[Task statement]
Line by line, please look for the word "bogus" in the following records, then copy each line you find it in.

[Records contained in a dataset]
»»

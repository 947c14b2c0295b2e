//! Running external programs: archivers, checksum tools and install scripts.
//!
//! Everything goes through `CommandRunner` so the nandroid engine and the screens can be driven
//! against a recording fake.

use std::io::{self, BufRead, BufReader, Write};
use std::os::unix::process::ExitStatusExt;
use std::process::{Command, ExitStatus, Stdio};

use crate::ui::{Display, Selection};

/// Synchronous process execution, reporting the exit status
pub trait CommandRunner {
    /// Run `cmdline` through the shell and wait for it.
    fn run(&mut self, cmdline: &str) -> io::Result<i32>;

    /// Run a program that speaks the script protocol on its stdout (see `ScriptSession`), and
    /// wait for it.
    fn run_scripted(&mut self, argv: &[&str], ui: &dyn Display) -> io::Result<i32>;
}

/// Map an exit status to a single number: the exit code, or 128 + signal
pub fn exit_code(status: ExitStatus) -> i32 {
    status
        .code()
        .or_else(|| status.signal().map(|sig| 128 + sig))
        .unwrap_or(-1)
}

/// `CommandRunner` using `/bin/sh`
#[derive(Debug, Default)]
pub struct ShellRunner;

impl CommandRunner for ShellRunner {
    fn run(&mut self, cmdline: &str) -> io::Result<i32> {
        log::debug!("sh -c {cmdline:?}");
        let status = Command::new("/bin/sh").arg("-c").arg(cmdline).status()?;
        let code = exit_code(status);
        if code != 0 {
            log::warn!("command exited with status {code}: {cmdline}");
        }
        Ok(code)
    }

    fn run_scripted(&mut self, argv: &[&str], ui: &dyn Display) -> io::Result<i32> {
        let (program, args) = argv
            .split_first()
            .ok_or_else(|| io::Error::new(io::ErrorKind::InvalidInput, "empty argv"))?;

        log::debug!("running script {program} {args:?}");
        let mut child = Command::new(program)
            .args(args)
            .stdin(Stdio::piped())
            .stdout(Stdio::piped())
            .spawn()?;

        let from = child.stdout.take().map(BufReader::new);
        let to = child.stdin.take();
        let driven = match (from, to) {
            (Some(from), Some(mut to)) => ScriptSession::new(ui).drive(from, &mut to),
            _ => Ok(()),
        };

        let status = child.wait()?;
        driven?;
        ui.print("\n");
        Ok(exit_code(status))
    }
}

/// Interpreter for the line protocol install scripts use to drive the display.
///
/// Lines of the form `* <command> [argument]` are commands; everything else is passed through to
/// the log. Menu commands answer on the script's stdin, one line per answer.
pub struct ScriptSession<'u> {
    ui: &'u dyn Display,
    total_lines: u64,
    headers: Vec<String>,
    header_count: usize,
    items: Vec<String>,
    item_count: usize,
    checks: Vec<String>,
    check_count: usize,
    flags: u64,
}

impl<'u> ScriptSession<'u> {
    pub fn new(ui: &'u dyn Display) -> Self {
        Self {
            ui,
            total_lines: 0,
            headers: Vec::new(),
            header_count: 0,
            items: Vec::new(),
            item_count: 0,
            checks: Vec::new(),
            check_count: 0,
            flags: u64::MAX,
        }
    }

    /// Consume the script's output until EOF
    pub fn drive<R: BufRead, W: Write>(&mut self, from: R, to: &mut W) -> io::Result<()> {
        for line in from.lines() {
            let line = line?;
            log::debug!("script: {line}");
            self.handle(&line, to)?;
        }
        Ok(())
    }

    fn handle<W: Write>(&mut self, line: &str, to: &mut W) -> io::Result<()> {
        let mut tokens = line.trim_start().splitn(2, ' ');
        if tokens.next() != Some("*") {
            return Ok(());
        }
        let rest = tokens.next().unwrap_or("").trim_start();
        let (command, arg) = rest.split_once(' ').unwrap_or((rest, ""));
        let count = || arg.trim().parse::<usize>().unwrap_or(0);

        match command {
            "" => (),
            "ptotal" => {
                self.ui.set_progress(0.0);
                self.ui.show_progress(1.0, 0);
                self.total_lines = arg.trim().parse().unwrap_or(0);
            }
            "pcur" => {
                let cur: u64 = arg.trim().parse().unwrap_or(0);
                let total = self.total_lines;
                if total > 0 {
                    if cur % 10 == 0 || total.saturating_sub(cur) < 10 {
                        self.ui.set_progress(cur as f32 / total as f32);
                    }
                    if cur == total {
                        self.ui.reset_progress();
                    }
                }
            }
            "print" => self.ui.print(&format!("{arg}\n")),
            "show_indeterminate_progress" => self.ui.show_indeterminate_progress(),
            "headers" => {
                self.header_count = count();
                self.headers.clear();
            }
            "header" => {
                if self.headers.len() < self.header_count {
                    self.headers.push(arg.to_string());
                }
            }
            "items" => {
                self.item_count = count();
                self.items.clear();
            }
            "item" => {
                if self.items.len() < self.item_count {
                    self.items.push(arg.to_string());
                }
            }
            "show_menu" => {
                let choice = match self.ui.select(&self.headers, &self.items, 0) {
                    Selection::Index(i) => i as i64,
                    Selection::Back => -1,
                };
                writeln!(to, "{choice}")?;
                to.flush()?;
            }
            "check_items" => {
                self.check_count = count().min(u64::BITS as usize);
                self.checks.clear();
            }
            "check_item" => {
                if self.checks.len() < self.check_count {
                    self.checks.push(arg.to_string());
                }
            }
            "show_check_menu" => {
                self.show_check_menu();
                for bit in 0..self.checks.len() {
                    writeln!(to, "{}", (self.flags >> bit) & 1)?;
                }
                to.flush()?;
            }
            _ => self.ui.print(&format!("unrecognized command {command}\n")),
        }

        Ok(())
    }

    /// A "Finished" entry followed by one checkbox per check item; loops until Finished or back.
    fn show_check_menu(&mut self) {
        let mut last = 0;
        loop {
            let mut items = vec!["Finished".to_string()];
            items.extend(self.checks.iter().enumerate().map(|(bit, title)| {
                let mark = if (self.flags >> bit) & 1 != 0 { '*' } else { ' ' };
                format!("({mark}) {title}")
            }));

            match self.ui.select(&self.headers, &items, last) {
                Selection::Index(0) | Selection::Back => break,
                Selection::Index(i) => {
                    self.flags ^= 1 << (i - 1);
                    last = i;
                }
            }
        }
    }
}

#[cfg(test)]
use crate::testutil::ScriptedDisplay;

#[test]
fn test_script_print_and_progress() -> io::Result<()> {
    let ui = ScriptedDisplay::new([]);
    let script = "\
plain output is ignored
* ptotal 20
* pcur 10
* print Installing ROM...
* pcur 20
* bogus
";
    let mut answers = Vec::new();
    ScriptSession::new(&ui).drive(script.as_bytes(), &mut answers)?;

    assert!(answers.is_empty());
    assert_eq!(
        ui.printed(),
        ["Installing ROM...\n", "unrecognized command bogus\n"]
    );
    assert_eq!(ui.progress_log(), ["set 0", "show 1 0", "set 0.5", "set 1", "reset"]);
    Ok(())
}

#[test]
fn test_script_menu_answers() -> io::Result<()> {
    let ui = ScriptedDisplay::new([Selection::Index(1)]);
    let script = "\
* headers 1
* header Pick a kernel
* items 3
* item stock
* item overclocked
* item undervolted
* item this one is past the count
* show_menu
";
    let mut answers = Vec::new();
    ScriptSession::new(&ui).drive(script.as_bytes(), &mut answers)?;

    assert_eq!(answers, b"1\n");
    let shown = ui.shown();
    assert_eq!(shown[0].0, ["Pick a kernel"]);
    assert_eq!(shown[0].1, ["stock", "overclocked", "undervolted"]);
    Ok(())
}

#[test]
fn test_script_check_menu() -> io::Result<()> {
    // Untick the second box, then finish
    let ui = ScriptedDisplay::new([Selection::Index(2), Selection::Index(0)]);
    let script = "\
* check_items 2
* check_item wipe data
* check_item wipe cache
* show_check_menu
";
    let mut answers = Vec::new();
    ScriptSession::new(&ui).drive(script.as_bytes(), &mut answers)?;

    assert_eq!(answers, b"1\n0\n");
    let shown = ui.shown();
    assert_eq!(shown[0].1, ["Finished", "(*) wipe data", "(*) wipe cache"]);
    assert_eq!(shown[1].1, ["Finished", "(*) wipe data", "( ) wipe cache"]);
    assert_eq!(shown[1].2, 2);
    Ok(())
}

#[test]
fn test_exit_code() {
    assert_eq!(exit_code(ExitStatus::from_raw(0)), 0);
    assert_eq!(exit_code(ExitStatus::from_raw(3 << 8)), 3);
    assert_eq!(exit_code(ExitStatus::from_raw(9)), 137);
}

««

[Result of the exercise]
* bogus
        ["Installing ROM...\n", "unrecognized command bogus\n"]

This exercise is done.